After dark we donned headtorches and went out on a night walk to spot animals and catch frogs for breakfast!! The trick was to see the light reflecting in their eyes, then keep the torch straight at them to blind them, approach and grab them quickly in one hand. The boys were expert at this approach catching 7 or 8 in about an hour. The frogs were large, similar in size to a bull frog and once caught were popped into a sack carried by Sah. The other dish on the menu was snapping turtle, extremely common in these waters but catching them can be hazardous to your health. The mouth is beak-shaped and their jaws strong enough to remove a finger with ease. Their shell is soft and they spend most of their days buried in the sediments on the sides of the river and under the overhanging banks. We weren’t keen on this particular dish but the boys were insistent and within the hour had found and caught one of these crafty creatures and popped it into the same bag as the frogs, which caused some alarm to the already fearful frogs and it took some time for the bag to settle down!
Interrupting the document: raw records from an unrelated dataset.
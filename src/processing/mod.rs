//! Batch application and checkpoint advancement.
//!
//! - [`HandlerRegistry`]: event type to handlers, fixed at startup
//! - [`BatchProcessor`]: applies an ordered batch, aborts on first failure
//! - [`BatchCheckpointer`]: processor + optimistic checkpoint write
//! - [`PooledTransactionalCheckpointer`]: same, co-committed with projection
//!   writes queued on a [`UnitOfWork`]

mod checkpointer;
mod processor;
mod registry;

#[cfg(any(feature = "sqlite", feature = "postgres"))]
mod transactional;
#[cfg(any(feature = "sqlite", feature = "postgres"))]
mod unit_of_work;

pub use checkpointer::{BatchCheckpointer, Checkpointer};
pub use processor::BatchProcessor;
pub use registry::{EventHandler, FnHandler, HandlerError, HandlerRegistry, HandlerRegistryBuilder};

#[cfg(any(feature = "sqlite", feature = "postgres"))]
pub use transactional::{
    PooledTransactionalCheckpointer, TransactionCheckpointStore, TransactionalBatchCheckpointer,
};
#[cfg(any(feature = "sqlite", feature = "postgres"))]
pub use unit_of_work::{PendingWrite, UnitOfWork};

#[cfg(test)]
pub(crate) mod test_support {
    use chrono::Utc;

    use crate::model::{Position, ResolvedEvent};

    /// Event at `position` on its own stream.
    pub fn event(position: u64, event_type: &str) -> ResolvedEvent {
        ResolvedEvent {
            position: Position(position),
            stream_id: format!("order-{position}"),
            revision: 0,
            event_type: event_type.to_string(),
            data: Vec::new(),
            metadata: Vec::new(),
            created_at: Utc::now(),
        }
    }
}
Unfortunately we didn’t see much life on the river, except what was in the bag, we saw lots of spiders including some enormous tarantulas and plenty of tracks including Tapir and Bison – these formidable creatures are similar in size to the huge water buffalo of the African plains.
We settled down into our hammocks wearing clean clothes and our trekking clothes drying next to the fire. The night did get a little cold but the blankets were enough and despite frequent awakenings due to the different noises coming from the bush we slept well and were awoken to a dawn chorus from a number of gibbon troupes that surrounded us in the dim light.
A breakfast of toast and marmalade followed by frogs legs stew, most of which was eaten by the boys who despite their scrawny appearance each eat enough for 2 or 3 people! The turtle was spared, but only temporarily as it was being taken back as a present for Joe’s mother who apparently was an excellent cook!
Our 2nd day retraced our steps through the river back to the confluence and then turned east and ascended the steep jungle slopes to the top of the ridgeline around 500m above Khao Sok town. This climb was exhausting, following a 3 month old trail which could only be traced by following the machete marks made by Sah all those weeks ago. It was incredible to watch them follow this jigsaw of notch marks trimmed sapplings and shortened vines, always making fresh cuts so they can find their way again. The jungle cover is so thick that you can barely see 20 metres in any direction, loose the trail and you're in trouble.
It took a good 3 hours to reach the ridge, slowed by the steep loose terrain and thick bush that needs to be cleared by machete, the boys arms tiring in the heat. On our descent from the ridge we’d run out of drinking water so we drank directly from the large bamboo stem sections which were prolific on the lower slopes and from the large vines that could be found everywhere.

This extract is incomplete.